Está claro que el presidente de Estados Unidos tiene una espina clavada en el corazón con el líder iraquí, Sadam Husein, al que su padre no logró derrotar a pesar de su aplastante hegemonía militar, económica y política. Ahora, cuando se ha cumplido largamente el año desde que otro musulmán, Osama Bin Laden, le escupiera en la cara con los atentados de Nueva York y Washington, George Bush se ve obligado a presentar ante el mundo y ante sus compatriotas una victoria. Y eso pasa por capturar a uno de los más destacados representates de eso que él llama «el eje de mal».
Son muchos los que creen que, caído el muro de Berlín y desaparecido el comunismo como enemigo a combatir, la maniqueísta concepción del mundo que tienen los norteamericanos necesitaba crear un nuevo enemigo. Ahora lo tienen, desde luego, y se llama Bin Laden. Pero el terrorista saudí ha resultado más vivo de lo que esperaban y se está demorando más de lo previsto su captura. De ahí que el Ejército más poderoso de la tierra y su presidente al frente vuelvan los ojos a Irak, una nación hambrienta y manipulada por un líder que no dudará un instante en mandar a la muerte a miles de sus ya torturados conciudadanos.
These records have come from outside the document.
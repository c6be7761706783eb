//! Property-based tests for meeting order, parsing and clash detection.

use chrono::Duration;
use clash_engine::time::{hour_minute, parse_on_day};
use clash_engine::{find_clashes, Meeting};
use proptest::prelude::*;

const DAY: &str = "2022-01-26";

// ---------------------------------------------------------------------------
// Strategies
// ---------------------------------------------------------------------------

/// A 24-hour `H:MM` string.
fn arb_clock() -> impl Strategy<Value = String> {
    (0u32..=23, 0u32..=59).prop_map(|(h, m)| format!("{}:{:02}", h, m))
}

/// A 12-hour `H:MM[ ]am|pm` string in any case.
fn arb_clock_12() -> impl Strategy<Value = String> {
    (
        1u32..=12,
        0u32..=59,
        prop_oneof![Just(""), Just(" ")],
        prop_oneof![Just("am"), Just("pm"), Just("AM"), Just("Pm")],
    )
        .prop_map(|(h, m, space, suffix)| format!("{}:{:02}{}{}", h, m, space, suffix))
}

/// A meeting starting between 06:00 and 18:00, lasting 15 to 180 minutes.
fn arb_meeting() -> impl Strategy<Value = Meeting> {
    (6u32..=17, 0u32..=59, 15i64..=180, prop_oneof![Just("a"), Just("b"), Just("c")])
        .prop_map(|(h, m, dur, name)| {
            let mut meeting = Meeting::new(name, &format!("{}:{:02}", h, m), "0:00", Some(DAY))
                .expect("generated times are valid");
            meeting.end = meeting.start + Duration::minutes(dur);
            meeting
        })
}

/// Meetings with distinct names, so no two compare equal.
fn arb_distinct_meetings(max: usize) -> impl Strategy<Value = Vec<Meeting>> {
    prop::collection::vec(arb_meeting(), 0..max).prop_map(|meetings| {
        meetings
            .into_iter()
            .enumerate()
            .map(|(i, mut m)| {
                m.name = format!("Meeting {}", i + 1);
                m
            })
            .collect()
    })
}

fn config() -> ProptestConfig {
    ProptestConfig {
        cases: 256,
        ..ProptestConfig::default()
    }
}

// ---------------------------------------------------------------------------
// Ordering
// ---------------------------------------------------------------------------
proptest! {
    #![proptest_config(config())]

    #[test]
    fn ordering_is_transitive(a in arb_meeting(), b in arb_meeting(), c in arb_meeting()) {
        if a < b && b < c {
            prop_assert!(a < c);
        }
        if a <= b && b <= c {
            prop_assert!(a <= c);
        }
    }

    #[test]
    fn ordering_is_antisymmetric(a in arb_meeting(), b in arb_meeting()) {
        prop_assert_eq!(a.cmp(&b), b.cmp(&a).reverse());
        prop_assert_eq!(a == b, (a.start, a.end, &a.name) == (b.start, b.end, &b.name));
    }

    #[test]
    fn sorted_list_follows_start_end_name(mut meetings in prop::collection::vec(arb_meeting(), 0..20)) {
        meetings.sort();
        for pair in meetings.windows(2) {
            let (x, y) = (&pair[0], &pair[1]);
            prop_assert!((x.start, x.end, &x.name) <= (y.start, y.end, &y.name));
        }
    }
}

// ---------------------------------------------------------------------------
// Parsing
// ---------------------------------------------------------------------------
proptest! {
    #![proptest_config(config())]

    #[test]
    fn formatted_time_reparses_to_same_timestamp(clock in arb_clock()) {
        let parsed = parse_on_day(DAY, &clock).unwrap();
        let reparsed = parse_on_day(DAY, &hour_minute(&parsed)).unwrap();
        prop_assert_eq!(parsed, reparsed);
    }

    #[test]
    fn twelve_hour_times_reparse_as_twenty_four_hour(clock in arb_clock_12()) {
        let parsed = parse_on_day(DAY, &clock).unwrap();
        let reparsed = parse_on_day(DAY, &hour_minute(&parsed)).unwrap();
        prop_assert_eq!(parsed, reparsed);
    }
}

// ---------------------------------------------------------------------------
// Clash detection
// ---------------------------------------------------------------------------
proptest! {
    #![proptest_config(config())]

    #[test]
    fn no_pair_reported_twice(mut meetings in arb_distinct_meetings(15)) {
        meetings.sort();
        let clashes = find_clashes(&meetings);
        for (i, x) in clashes.iter().enumerate() {
            for y in &clashes[i + 1..] {
                let same = x.first == y.first && x.second == y.second;
                let mirrored = x.first == y.second && x.second == y.first;
                prop_assert!(!(same || mirrored), "pair reported twice: {}", x);
            }
        }
    }

    #[test]
    fn clashes_follow_list_order(mut meetings in arb_distinct_meetings(15)) {
        meetings.sort();
        for clash in find_clashes(&meetings) {
            prop_assert!(clash.first <= clash.second);
            prop_assert!(clash.window_start < clash.window_end);
            prop_assert!(clash.overlap_minutes > 0);
        }
    }

    #[test]
    fn clash_iff_intervals_intersect(a in arb_meeting(), b in arb_meeting()) {
        let mut meetings = vec![a.clone(), b.clone()];
        meetings.sort();
        let intersects = a.start < b.end && b.start < a.end;
        prop_assert_eq!(find_clashes(&meetings).len(), usize::from(intersects));
    }
}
Pese a las tensiones de los últimos días, la guerra contra Sadam no será inmediata. De hecho, según los planes del Pentágono, hasta marzo no se habrá conseguido trasladar a la región del Golfo todo el material técnico y humano necesario para la contienda, que promete ser de dimensiones históricas, si llega a producirse. Quizá por eso la ONU le haya dado de plazo hasta el 21 de febrero a Irak para demostrar que cumple sus resoluciones. Porque de no ser así, al concluir el plazo, la maquinaria de guerra sí estará preparada.